El censo consignativo favorecía al deudor, porque no lo obligaba a redimir los caudales recibidos, situación que para el acreedor era muy perjudicial. En 1744 el procurador del Colegio Máximo de San Pedro y San Pablo, solicitó al general Francisco de Echeveste 4,000 pesos, al 5% de interés anual, para liquidar al Real Convento de Jesús María un préstamo que le había otorgado por 30,000 pesos. El mercader impuso el dinero solicitado en el Colegio Máximo a través de un censo redimible, con la garantía de sus bienes y rentas.
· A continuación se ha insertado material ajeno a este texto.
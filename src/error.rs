//! Errors raised while dispatching a record stream.
//!
//! Every variant is fatal: the dispatcher yields it once and then stops.
//! Record-level variants carry the offending record so the caller can tell
//! which input aborted the run.

use crate::io::SourceError;
use serde_json::Value;

#[derive(Debug, thiserror::Error)]
pub enum StreamError {
    /// The record is not a JSON object.
    #[error("malformed record, expected a JSON object: {record}")]
    MalformedRecord { record: Value },

    /// The record is an object without a `type` key.
    #[error("record has no 'type' field: {record}")]
    MissingTypeField { record: Value },

    /// `type` is present but names neither `sample` nor `control`.
    #[error("unknown message type {message_type} in record: {record}")]
    UnknownMessageType { message_type: Value, record: Value },

    #[error("sample record is missing '{field}': {record}")]
    MissingSampleField { field: &'static str, record: Value },

    #[error("sample record has an invalid '{field}': {record}")]
    InvalidSampleField { field: &'static str, record: Value },

    /// The record source failed before producing a record.
    #[error(transparent)]
    Source(#[from] SourceError),
}

impl StreamError {
    pub fn missing_sample_field(field: &'static str, record: &Value) -> Self {
        Self::MissingSampleField {
            field,
            record: record.clone(),
        }
    }

    pub fn invalid_sample_field(field: &'static str, record: &Value) -> Self {
        Self::InvalidSampleField {
            field,
            record: record.clone(),
        }
    }

    /// The record that caused the failure, if the failure is record-level.
    pub fn record(&self) -> Option<&Value> {
        match self {
            Self::MalformedRecord { record }
            | Self::MissingTypeField { record }
            | Self::UnknownMessageType { record, .. }
            | Self::MissingSampleField { record, .. }
            | Self::InvalidSampleField { record, .. } => Some(record),
            Self::Source(_) => None,
        }
    }
}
En la escritura se especificó que el Colegio pagaría a Echeveste 200 pesos “sin que se le falte con esta renta y tributo que anualmente le vende, mientras no se redimiere y quitare el dicho principal de censo”. Asimismo, se precisó que cuando el Colegio Máximo quisiera restituir los 4,000 pesos y los réditos que adeudara “los debía recibir el censatario”. Casi diez años después, en 1753, cuando Echeveste estaba cerca de la muerte, ante la imposibilidad de recuperar dicho caudal, en su testamento mandó fundar con él una capellanía laica para el bachiller Joseph Manuel de Meave.27

Como en el censo consignativo el dueño del dinero no podía pedir la redención del capital, los mercaderes prefirieron el depósito irregular para invertir los fondos dotales de las capellanías. En este contrato se podía establecer un plazo limitado para la devolución del principal, de modo que cuando vencía, el acreedor podía evaluar la situación de la propiedad hipotecada, para renovar la inversión o pedir el reembolso del dinero. En esta forma, el acreedor no se exponía a “las malas resultas de un concurso de acreedores” (NÚÑEZ DE VILLAVICENCIO, 1958, p. 10).28 La historiografía ha señalado cómo en la década de 1740, cuando la minería presentó un mayor grado de crecimiento, se incrementó el empleo del depósito irregular.29 La disposición de mayor cantidad de plata reactivó la actividad mercantil, de modo que los almaceneros debieron optar por colocar capitales a réditos a corto y mediano plazo, para tener mayor control sobre los mismos y utilizarlos de manera reiterada. Además, el depósito irregular no pagaba el derecho de alcabala.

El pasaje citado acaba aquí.